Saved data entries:
--- START ---

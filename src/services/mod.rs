//! Service Layer
//!
//! One service per concern. The lifecycles (`reservation`, `order`)
//! orchestrate multi-entity sequences under per-table locks; the registry
//! and catalog are straightforward CRUD; the collaborator traits keep
//! email transport and document layout outside the engine.

pub mod booking;
pub mod dining_table;
pub mod invoice;
pub mod mailer;
pub mod menu;
pub mod order;
pub mod receipt;
pub mod reservation;

// Re-exports
pub use booking::{BookingService, TableLocks, RESERVATION_NOTICE_MIN};
pub use dining_table::TableService;
pub use invoice::InvoiceService;
pub use mailer::{InvoiceMailer, LogMailer};
pub use menu::MenuService;
pub use order::OrderService;
pub use receipt::{ReceiptRenderer, TextReceiptRenderer};
pub use reservation::{ConfirmedReservation, InvoiceDelivery, ReservationService};
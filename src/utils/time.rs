//! Time helpers
//!
//! Instants are carried as `i64` Unix millis everywhere below the service
//! boundary; formatting happens at the edges.

use chrono::{DateTime, Utc};

/// Current instant as Unix millis
pub fn now_millis() -> i64 {
    Utc::now().timestamp_millis()
}

/// Format an instant as `HH:MM` (24-hour, UTC)
///
/// Used in walk-in rejection messages naming the blocking reservation.
pub fn format_hhmm(millis: i64) -> String {
    DateTime::from_timestamp_millis(millis)
        .map(|dt| dt.format("%H:%M").to_string())
        .unwrap_or_else(|| "--:--".to_string())
}

/// Format an instant as `YYYYMMDD`, the date part of invoice numbers
pub fn date_stamp(millis: i64) -> String {
    DateTime::from_timestamp_millis(millis)
        .map(|dt| dt.format("%Y%m%d").to_string())
        .unwrap_or_else(|| "00000000".to_string())
}

/// Format an instant for receipt headers, e.g. `05 Mar 2024 17:35`
pub fn format_receipt_stamp(millis: i64) -> String {
    DateTime::from_timestamp_millis(millis)
        .map(|dt| dt.format("%d %b %Y %H:%M").to_string())
        .unwrap_or_else(|| "--".to_string())
}

#[cfg(test)]
mod tests {
    use super::*;

    // 2024-03-05 17:35:00 UTC
    const SAMPLE: i64 = 1_709_660_100_000;

    #[test]
    fn formats_hhmm() {
        assert_eq!(format_hhmm(SAMPLE), "17:35");
    }

    #[test]
    fn formats_date_stamp() {
        assert_eq!(date_stamp(SAMPLE), "20240305");
    }

    #[test]
    fn out_of_range_millis_fall_back() {
        assert_eq!(format_hhmm(i64::MAX), "--:--");
    }
}
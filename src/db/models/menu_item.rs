//! Menu Item Model

use rust_decimal::Decimal;
use serde::{Deserialize, Serialize};
use surrealdb::RecordId;
use validator::Validate;

/// Menu item entity
///
/// The price here is the *current* price. Orders snapshot it into their
/// line items at creation time and never read it again.
#[derive(Debug, Clone, Serialize, Deserialize)]
pub struct MenuItem {
    #[serde(default, skip_serializing_if = "Option::is_none")]
    pub id: Option<RecordId>,
    pub name: String,
    #[serde(default)]
    pub tagline: String,
    #[serde(default)]
    pub image_url: String,
    pub price: Decimal,
    pub created_at: i64,
    pub updated_at: i64,
}

/// Create menu item payload
#[derive(Debug, Clone, Serialize, Deserialize, Validate)]
pub struct MenuItemCreate {
    #[validate(length(min = 1, max = 100))]
    pub name: String,
    #[validate(length(max = 150))]
    #[serde(default)]
    pub tagline: String,
    #[serde(default)]
    pub image_url: String,
    pub price: Decimal,
}

/// Update menu item payload, partial semantics
#[derive(Debug, Clone, Default, Serialize, Deserialize)]
pub struct MenuItemUpdate {
    #[serde(skip_serializing_if = "Option::is_none")]
    pub name: Option<String>,
    #[serde(skip_serializing_if = "Option::is_none")]
    pub tagline: Option<String>,
    #[serde(skip_serializing_if = "Option::is_none")]
    pub image_url: Option<String>,
    #[serde(skip_serializing_if = "Option::is_none")]
    pub price: Option<Decimal>,
}
//! Logging Infrastructure
//!
//! Structured logging setup built on `tracing`. Console output by default,
//! optional daily-rolling file output for deployments.

use std::path::Path;

use tracing_subscriber::EnvFilter;

/// Initialize console logging
///
/// `RUST_LOG` overrides the default `info` level. Safe to call more than
/// once; later calls are no-ops.
pub fn init_logger() {
    init_logger_with_file(None, None);
}

/// Initialize logging with optional daily-rolling file output
pub fn init_logger_with_file(log_level: Option<&str>, log_dir: Option<&str>) {
    let level = log_level.unwrap_or("info");
    let filter = EnvFilter::try_from_default_env().unwrap_or_else(|_| EnvFilter::new(level));

    let subscriber = tracing_subscriber::fmt()
        .with_env_filter(filter)
        .with_file(false)
        .with_line_number(false)
        .with_thread_ids(false)
        .with_target(false);

    if let Some(dir) = log_dir {
        let log_path = Path::new(dir);
        if log_path.exists()
            && let Some(dir_str) = log_path.to_str()
        {
            let file_appender = tracing_appender::rolling::daily(dir_str, "cafe-server");
            let _ = subscriber.with_writer(file_appender).try_init();
            return;
        }
        tracing::warn!("Log directory {} does not exist, logging to console", dir);
    }

    let _ = subscriber.try_init();
}
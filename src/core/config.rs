//! Configuration
//!
//! All settings come from environment variables (a `.env` file is honored):
//!
//! | Variable | Default | Meaning |
//! |----------|---------|---------|
//! | WORK_DIR | /var/lib/cafe-server | database + receipt storage root |
//! | RESERVATION_FEE | 0 | table fee charged per reservation |
//! | STORE_NAME | CAFE | receipt header line |
//! | STORE_ADDRESS | (empty) | receipt address line |
//!
//! A missing or malformed `RESERVATION_FEE` falls back to 0 rather than
//! failing startup; reservations are then created without a fee.

use std::path::PathBuf;

use rust_decimal::Decimal;

#[derive(Debug, Clone)]
pub struct Config {
    /// Working directory for the embedded database and receipt files
    pub work_dir: String,
    /// Fee charged when a reservation is created
    pub reservation_fee: Decimal,
    /// Receipt header line
    pub store_name: String,
    /// Receipt address line; omitted when empty
    pub store_address: String,
}

impl Config {
    /// Load configuration from environment variables
    pub fn from_env() -> Self {
        dotenv::dotenv().ok();
        Self {
            work_dir: std::env::var("WORK_DIR").unwrap_or_else(|_| "/var/lib/cafe-server".into()),
            reservation_fee: parse_fee(std::env::var("RESERVATION_FEE").ok().as_deref()),
            store_name: std::env::var("STORE_NAME").unwrap_or_else(|_| "CAFE".into()),
            store_address: std::env::var("STORE_ADDRESS").unwrap_or_default(),
        }
    }

    /// Override configuration with explicit values, mainly for tests
    pub fn with_overrides(work_dir: impl Into<String>, reservation_fee: Decimal) -> Self {
        Self {
            work_dir: work_dir.into(),
            reservation_fee,
            store_name: "CAFE".into(),
            store_address: String::new(),
        }
    }

    pub fn database_dir(&self) -> PathBuf {
        PathBuf::from(&self.work_dir).join("database")
    }

    pub fn receipts_dir(&self) -> PathBuf {
        PathBuf::from(&self.work_dir).join("receipts")
    }

    /// Make sure the working directory layout exists
    pub fn ensure_work_dir_structure(&self) -> std::io::Result<()> {
        std::fs::create_dir_all(self.database_dir())?;
        std::fs::create_dir_all(self.receipts_dir())?;
        Ok(())
    }
}

impl Default for Config {
    fn default() -> Self {
        Self::from_env()
    }
}

/// Parse the reservation fee, falling back to 0 on missing/malformed input
fn parse_fee(raw: Option<&str>) -> Decimal {
    match raw {
        Some(v) => v.trim().parse().unwrap_or_else(|_| {
            tracing::warn!("RESERVATION_FEE '{}' is not a number, using 0", v);
            Decimal::ZERO
        }),
        None => Decimal::ZERO,
    }
}

#[cfg(test)]
mod tests {
    use super::*;

    #[test]
    fn fee_parses_decimal() {
        assert_eq!(parse_fee(Some("50000")), Decimal::from(50000));
        assert_eq!(parse_fee(Some("12.50")), "12.50".parse().unwrap());
    }

    #[test]
    fn fee_falls_back_to_zero() {
        assert_eq!(parse_fee(None), Decimal::ZERO);
        assert_eq!(parse_fee(Some("banana")), Decimal::ZERO);
        assert_eq!(parse_fee(Some("")), Decimal::ZERO);
    }
}
//! Utility module - shared error types, logging and time helpers

pub mod error;
pub mod logger;
pub mod time;

pub use error::{AppError, AppResult};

--- END ---

▸ **Problem to work on**
Pull from the data each line where the string "than" turns up.

▸ **Reply**
/// `RUST_LOG` overrides the default `info` level. Safe to call more than
//! A missing or malformed `RESERVATION_FEE` falls back to 0 rather than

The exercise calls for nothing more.